*** Dataset content ***
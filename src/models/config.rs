//! Configuration model.

use serde::{Deserialize, Serialize};
use std::path::{Path, PathBuf};

/// Application configuration.
#[derive(Debug, Clone, Default, Serialize, Deserialize)]
#[serde(default)]
pub struct Config {
    /// Directory layout.
    pub paths: PathsConfig,
    /// Remux tool settings.
    pub remux: RemuxConfig,
    /// Classification thresholds.
    pub classify: ClassifyConfig,
    /// Library placement settings.
    pub placement: PlacementConfig,
    /// Metadata probe settings.
    pub probe: ProbeConfig,
    /// TMDB configuration.
    pub tmdb: TmdbConfig,
    /// Optional hooks.
    pub hooks: HooksConfig,
    /// Number of discs (or TV season groups) processed at once.
    pub concurrency: Concurrency,
}

/// Worker count, at least one.
#[derive(Debug, Clone, Copy, PartialEq, Eq, Serialize, Deserialize)]
#[serde(transparent)]
pub struct Concurrency(pub usize);

impl Default for Concurrency {
    fn default() -> Self {
        Concurrency(1)
    }
}

/// Directory layout.
#[derive(Debug, Clone, Serialize, Deserialize)]
#[serde(default)]
pub struct PathsConfig {
    /// Root of the organized library (`movies/`, `tv/` live below it).
    pub library_root: PathBuf,
    /// Working directory; extraction happens in `<work_dir>/_tmp/<signature>`.
    pub work_dir: PathBuf,
    /// Run record store.
    pub state_dir: PathBuf,
}

/// Remux tool settings.
#[derive(Debug, Clone, Serialize, Deserialize)]
#[serde(default)]
pub struct RemuxConfig {
    /// Remux binary name or path.
    pub binary: String,
    /// Extra arguments placed before the `mkv` command.
    pub extra_args: Vec<String>,
    /// Per-disc timeout in seconds.
    pub timeout_secs: u64,
    /// Required free space = disc size x multiplier.
    pub space_multiplier: f64,
    /// Retries for retryable source errors.
    pub max_retries: u32,
    /// Show a progress bar while remuxing.
    pub show_progress: bool,
}

/// Classification thresholds. All durations are seconds.
#[derive(Debug, Clone, Serialize, Deserialize)]
#[serde(default)]
pub struct ClassifyConfig {
    /// Shortest track eligible as a main feature.
    pub min_movie_secs: f64,
    /// Shortest track counted towards the episode median.
    pub min_episode_secs: f64,
    /// Longest track counted towards the episode median.
    pub max_episode_secs: f64,
    /// Half-width of the single-episode band around 1.0.
    pub single_tolerance: f64,
    /// Half-width of the double-episode band around 2.0.
    pub double_tolerance: f64,
    /// Ratio at or above which a track is a play-all.
    pub play_all_factor: f64,
    /// First episode number on a disc with no earlier disc.
    pub episode_offset: u32,
    /// Bonus tracks up to this length are filed as trailers.
    pub trailer_max_secs: f64,
}

/// Library placement settings.
#[derive(Debug, Clone, Serialize, Deserialize)]
#[serde(default)]
pub struct PlacementConfig {
    /// Remove the disc source after verified placement.
    pub delete_originals: bool,
    /// Allowed duration drift between extracted and placed file.
    pub duration_tolerance_secs: f64,
    /// Subfolder for fallback-named tracks.
    pub fallback_dir: String,
}

/// Metadata probe settings.
#[derive(Debug, Clone, Serialize, Deserialize)]
#[serde(default)]
pub struct ProbeConfig {
    /// ffprobe binary name or path.
    pub ffprobe: String,
}

/// TMDB configuration.
#[derive(Debug, Clone, Serialize, Deserialize)]
#[serde(default)]
pub struct TmdbConfig {
    /// API key.
    pub api_key: Option<String>,
    /// Language for responses.
    pub language: String,
    /// Request timeout in seconds.
    pub timeout_secs: u64,
}

/// Optional hooks.
#[derive(Debug, Clone, Default, Serialize, Deserialize)]
#[serde(default)]
pub struct HooksConfig {
    /// Episode matcher run on each placed TV season.
    pub mkv_match: MkvMatchConfig,
}

/// `mkv-match` hook settings.
#[derive(Debug, Clone, Serialize, Deserialize)]
#[serde(default)]
pub struct MkvMatchConfig {
    pub enabled: bool,
    pub binary: String,
    pub extra_args: Vec<String>,
    /// Rename matcher output back to the library schema.
    pub rename_to_schema: bool,
}

impl Default for PathsConfig {
    fn default() -> Self {
        let base = dirs_data_path();
        Self {
            library_root: base.join("library"),
            work_dir: base.join("work"),
            state_dir: base.join("state"),
        }
    }
}

impl Default for RemuxConfig {
    fn default() -> Self {
        Self {
            binary: "makemkvcon".to_string(),
            extra_args: Vec::new(),
            timeout_secs: 4 * 60 * 60,
            space_multiplier: 1.1,
            max_retries: 1,
            show_progress: true,
        }
    }
}

impl Default for ClassifyConfig {
    fn default() -> Self {
        Self {
            min_movie_secs: 40.0 * 60.0,
            min_episode_secs: 20.0 * 60.0,
            max_episode_secs: 65.0 * 60.0,
            single_tolerance: 0.15,
            double_tolerance: 0.15,
            play_all_factor: 2.85,
            episode_offset: 1,
            trailer_max_secs: 240.0,
        }
    }
}

impl Default for PlacementConfig {
    fn default() -> Self {
        Self {
            delete_originals: true,
            duration_tolerance_secs: 5.0,
            fallback_dir: "unsorted".to_string(),
        }
    }
}

impl Default for ProbeConfig {
    fn default() -> Self {
        Self {
            ffprobe: "ffprobe".to_string(),
        }
    }
}

impl Default for TmdbConfig {
    fn default() -> Self {
        Self {
            api_key: None,
            language: "en-US".to_string(),
            timeout_secs: 8,
        }
    }
}

impl Default for MkvMatchConfig {
    fn default() -> Self {
        Self {
            enabled: false,
            binary: "mkv-match".to_string(),
            extra_args: Vec::new(),
            rename_to_schema: true,
        }
    }
}

impl Config {
    /// Apply environment variable overrides.
    pub fn apply_env(&mut self) {
        if let Ok(key) = std::env::var("TMDB_API_KEY") {
            if !key.trim().is_empty() {
                self.tmdb.api_key = Some(key.trim().to_string());
            }
        }
        if let Ok(library) = std::env::var("DISC_ORGANIZER_LIBRARY") {
            self.paths.library_root = PathBuf::from(library);
        }
        if let Ok(work) = std::env::var("DISC_ORGANIZER_WORK_DIR") {
            self.paths.work_dir = PathBuf::from(work);
        }
    }

    /// Check thresholds for consistency.
    pub fn validate(&self) -> crate::Result<()> {
        let c = &self.classify;
        if c.single_tolerance <= 0.0 || c.single_tolerance >= 0.5 {
            return Err(crate::Error::Config(format!(
                "classify.single_tolerance must be in (0, 0.5), got {}",
                c.single_tolerance
            )));
        }
        if c.double_tolerance <= 0.0 || c.double_tolerance >= 0.5 {
            return Err(crate::Error::Config(format!(
                "classify.double_tolerance must be in (0, 0.5), got {}",
                c.double_tolerance
            )));
        }
        if c.play_all_factor <= 2.0 + c.double_tolerance {
            return Err(crate::Error::Config(format!(
                "classify.play_all_factor ({}) overlaps the double-episode band",
                c.play_all_factor
            )));
        }
        if c.max_episode_secs < c.min_episode_secs {
            return Err(crate::Error::Config(
                "classify.max_episode_secs is below classify.min_episode_secs".to_string(),
            ));
        }
        if self.remux.space_multiplier < 1.0 {
            return Err(crate::Error::Config(format!(
                "remux.space_multiplier must be at least 1.0, got {}",
                self.remux.space_multiplier
            )));
        }
        if self.concurrency.0 == 0 {
            return Err(crate::Error::Config("concurrency must be at least 1".to_string()));
        }
        Ok(())
    }

    /// Root of temporary extraction directories.
    pub fn temp_root(&self) -> PathBuf {
        self.paths.work_dir.join("_tmp")
    }
}

/// Get the configuration directory path.
fn dirs_config_path() -> PathBuf {
    dirs::config_dir()
        .unwrap_or_else(|| PathBuf::from("."))
        .join("disc_organizer")
}

/// Get the data directory path.
fn dirs_data_path() -> PathBuf {
    dirs::data_dir()
        .unwrap_or_else(|| PathBuf::from("."))
        .join("disc_organizer")
}

/// Default configuration file location.
pub fn default_config_path() -> PathBuf {
    dirs_config_path().join("config.toml")
}

/// Load configuration.
///
/// An explicit path must exist and parse. Without one, the default location
/// is used when present, otherwise defaults apply.
pub fn load_config(explicit: Option<&Path>) -> crate::Result<Config> {
    let mut config = match explicit {
        Some(path) => {
            if !path.exists() {
                return Err(crate::Error::PathNotFound(path.display().to_string()));
            }
            parse_config_file(path)?
        }
        None => {
            let path = default_config_path();
            if path.exists() {
                parse_config_file(&path)?
            } else {
                Config::default()
            }
        }
    };

    config.apply_env();
    config.validate()?;
    Ok(config)
}

fn parse_config_file(path: &Path) -> crate::Result<Config> {
    let content = std::fs::read_to_string(path)?;
    toml::from_str(&content)
        .map_err(|e| crate::Error::Config(format!("{}: {}", path.display(), e)))
}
*** End of Dataset content ***
Activity —
Look above for the line containing "parse_config_file(&path)?", then transcribe it and all lines after it through the last, exactly and with nothing else.

Exercise result —
                parse_config_file(&path)?
            } else {
                Config::default()
            }
        }
    };

    config.apply_env();
    config.validate()?;
    Ok(config)
}

fn parse_config_file(path: &Path) -> crate::Result<Config> {
    let content = std::fs::read_to_string(path)?;
    toml::from_str(&content)
        .map_err(|e| crate::Error::Config(format!("{}: {}", path.display(), e)))
}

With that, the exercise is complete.